There has been much research to support this theory, however the most implicative is research conducted by Aleksandra Mroczko-Wasowicz in 2009. The theory of ideasthesia suggested that synesthetes should make grapheme-colour associations with unfamiliar symbols after learning what they represent. So when exposed to the unfamiliar graphemes, the synesthetes were able to make synesthetic associations to the values only once they had learnt their meaning. For example, the new ‘B’ would be associated with the same colour as the ‘B’ they understood. These results cannot be explained by sensory connections, only that the concept of the letter ‘B’ was activated and provided a new concurrent (colour association.) I decided to test these results myself on a synesthetic friend (who makes grapheme-colour associations.) I showed her the hieroglyphs in Source 2 and asked if she could establish any connections between the symbols and a colour. She was unable to at first, however after learning their meanings she was able to establish some. For example, the Egyptian ‘R’ was a similar colour to the English ‘R.’ Afterwards she noted that as she learns hiragana symbols in school, she associates new colours with them. For example ‘は’ is beige.

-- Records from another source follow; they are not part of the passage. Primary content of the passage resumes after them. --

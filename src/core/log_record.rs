//! Log record structure
//!
//! A [`LogRecord`] is assembled once per accepted log call and is immutable
//! afterwards. Pipeline steps work on a [`RecordDraft`] which is frozen into
//! a record right before dispatch.

use super::log_context::{FieldValue, Fields};
use super::log_level::LogLevel;
use chrono::{DateTime, TimeZone, Utc};
use serde::{Deserialize, Serialize};
use std::cell::RefCell;
use std::sync::atomic::{AtomicI64, Ordering};

// Thread-local caches for thread information to avoid repeated allocations
thread_local! {
    static THREAD_ID_CACHE: RefCell<Option<String>> = const { RefCell::new(None) };
    static THREAD_NAME_CACHE: RefCell<Option<Option<String>>> = const { RefCell::new(None) };
}

fn get_thread_id() -> String {
    THREAD_ID_CACHE.with(|cache| {
        cache
            .borrow_mut()
            .get_or_insert_with(|| format!("{:?}", std::thread::current().id()))
            .clone()
    })
}

fn get_thread_name() -> Option<String> {
    THREAD_NAME_CACHE.with(|cache| {
        cache
            .borrow_mut()
            .get_or_insert_with(|| std::thread::current().name().map(String::from))
            .clone()
    })
}

static LAST_TIMESTAMP_MS: AtomicI64 = AtomicI64::new(0);

/// Wall-clock milliseconds, clamped so successive calls never go backwards.
fn monotonic_now_ms() -> i64 {
    let now = Utc::now().timestamp_millis();
    let previous = LAST_TIMESTAMP_MS.fetch_max(now, Ordering::AcqRel);
    previous.max(now)
}

fn timestamp_from_ms(ms: i64) -> DateTime<Utc> {
    Utc.timestamp_millis_opt(ms).single().unwrap_or_else(Utc::now)
}

/// Replace newlines, carriage returns and tabs with escape sequences so a
/// message can never forge additional log lines.
fn sanitize_message(message: &str) -> String {
    message
        .replace('\n', "\\n")
        .replace('\r', "\\r")
        .replace('\t', "\\t")
}

/// Error descriptor attached to a record
#[derive(Debug, Clone, PartialEq, Eq, Serialize, Deserialize)]
pub struct ErrorInfo {
    pub kind: String,
    pub message: String,
    #[serde(skip_serializing_if = "Option::is_none")]
    pub stack: Option<String>,
}

impl ErrorInfo {
    pub fn new(kind: impl Into<String>, message: impl Into<String>) -> Self {
        Self {
            kind: kind.into(),
            message: message.into(),
            stack: None,
        }
    }

    #[must_use]
    pub fn with_stack(mut self, stack: impl Into<String>) -> Self {
        self.stack = Some(stack.into());
        self
    }

    /// Describe an error value; the stack text is its `source()` chain.
    pub fn from_error<E>(error: &E) -> Self
    where
        E: std::error::Error + ?Sized,
    {
        let kind = std::any::type_name::<E>()
            .rsplit("::")
            .next()
            .unwrap_or("Error")
            .to_string();

        let mut chain = Vec::new();
        let mut source = error.source();
        while let Some(cause) = source {
            chain.push(format!("caused by: {}", cause));
            source = cause.source();
        }

        Self {
            kind,
            message: error.to_string(),
            stack: (!chain.is_empty()).then(|| chain.join("\n")),
        }
    }

    pub fn to_json_value(&self) -> serde_json::Value {
        let mut obj = serde_json::Map::new();
        obj.insert("kind".into(), self.kind.clone().into());
        obj.insert("message".into(), self.message.clone().into());
        if let Some(ref stack) = self.stack {
            obj.insert("stack".into(), stack.clone().into());
        }
        serde_json::Value::Object(obj)
    }
}

/// Immutable log record handed to every sink
#[derive(Debug, Clone, PartialEq, Serialize, Deserialize)]
pub struct LogRecord {
    level: LogLevel,
    timestamp: DateTime<Utc>,
    message: String,
    fields: Fields,
    #[serde(skip_serializing_if = "Option::is_none")]
    error: Option<ErrorInfo>,
    #[serde(skip_serializing_if = "Option::is_none")]
    correlation_id: Option<String>,
    thread_id: String,
    #[serde(skip_serializing_if = "Option::is_none")]
    thread_name: Option<String>,
}

impl LogRecord {
    /// Build a record with no structured fields
    pub fn new(level: LogLevel, message: impl Into<String>) -> Self {
        RecordDraft::new(level, message).into_record()
    }

    #[inline]
    pub fn level(&self) -> LogLevel {
        self.level
    }

    #[inline]
    pub fn timestamp(&self) -> &DateTime<Utc> {
        &self.timestamp
    }

    pub fn timestamp_millis(&self) -> i64 {
        self.timestamp.timestamp_millis()
    }

    #[inline]
    pub fn message(&self) -> &str {
        &self.message
    }

    #[inline]
    pub fn fields(&self) -> &Fields {
        &self.fields
    }

    pub fn field(&self, key: &str) -> Option<&FieldValue> {
        self.fields.get(key)
    }

    pub fn error(&self) -> Option<&ErrorInfo> {
        self.error.as_ref()
    }

    pub fn correlation_id(&self) -> Option<&str> {
        self.correlation_id.as_deref()
    }

    pub fn thread_id(&self) -> &str {
        &self.thread_id
    }

    pub fn thread_name(&self) -> Option<&str> {
        self.thread_name.as_deref()
    }

    /// Thread name if known, thread id otherwise
    pub fn thread_label(&self) -> &str {
        self.thread_name.as_deref().unwrap_or(&self.thread_id)
    }

    /// Flat JSON object: structured fields first, then the reserved keys
    /// (`timestamp`, `level`, `message`, ...) which win on collision.
    pub fn to_json_value(&self) -> serde_json::Value {
        let mut obj: serde_json::Map<String, serde_json::Value> = self
            .fields
            .iter()
            .map(|(k, v)| (k.clone(), v.to_json_value()))
            .collect();

        obj.insert("timestamp".into(), self.timestamp_millis().into());
        obj.insert("level".into(), self.level.as_name().into());
        obj.insert("message".into(), self.message.clone().into());
        if let Some(ref id) = self.correlation_id {
            obj.insert("correlation_id".into(), id.clone().into());
        }
        if let Some(ref error) = self.error {
            obj.insert("error".into(), error.to_json_value());
        }
        serde_json::Value::Object(obj)
    }
}

/// Mutable record under construction
///
/// Level and timestamp are fixed when the draft is created; pipeline steps
/// may change everything else before the draft is frozen.
#[derive(Debug, Clone)]
pub struct RecordDraft {
    level: LogLevel,
    timestamp_ms: i64,
    pub message: String,
    pub fields: Fields,
    pub error: Option<ErrorInfo>,
    pub correlation_id: Option<String>,
}

impl RecordDraft {
    pub fn new(level: LogLevel, message: impl Into<String>) -> Self {
        Self {
            level,
            timestamp_ms: monotonic_now_ms(),
            message: message.into(),
            fields: Fields::new(),
            error: None,
            correlation_id: None,
        }
    }

    #[inline]
    pub fn level(&self) -> LogLevel {
        self.level
    }

    pub fn timestamp_millis(&self) -> i64 {
        self.timestamp_ms
    }

    #[must_use]
    pub fn with_fields(mut self, fields: Fields) -> Self {
        self.fields.extend(fields);
        self
    }

    #[must_use]
    pub fn with_field<K, V>(mut self, key: K, value: V) -> Self
    where
        K: Into<String>,
        V: Into<FieldValue>,
    {
        self.fields.insert(key.into(), value.into());
        self
    }

    #[must_use]
    pub fn with_error(mut self, error: ErrorInfo) -> Self {
        self.error = Some(error);
        self
    }

    #[must_use]
    pub fn with_correlation_id(mut self, id: impl Into<String>) -> Self {
        self.correlation_id = Some(id.into());
        self
    }

    /// Freeze into an immutable record
    pub fn into_record(self) -> LogRecord {
        LogRecord {
            level: self.level,
            timestamp: timestamp_from_ms(self.timestamp_ms),
            message: sanitize_message(&self.message),
            fields: self.fields,
            error: self.error,
            correlation_id: self.correlation_id,
            thread_id: get_thread_id(),
            thread_name: get_thread_name(),
        }
    }
}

Perhaps the most interesting part of this theory is that it can be extended to everyday perception, and that perhaps all humans have ideasthesia to some degree. In 2014, psychologist Milan researched which personality traits would be assigned to two shapes named ‘Kiki’ and ‘Bouba.’ First it was established that an overwhelming amount of participants would associate ‘Kiki’ to a spiky star, while ‘Bouba’ would be a rounded blob. However there were more consistent and complex associations concerning the shape’s personality. ‘Kiki’ would be described as nervous and high-class, while ‘Bouba’ would be lazy and easy going. This is the first proposal of ideasthesia outside of synesthesia as we are all able to make strong semantic and sensory connections in a way that one could apply the theory of ideasthesia.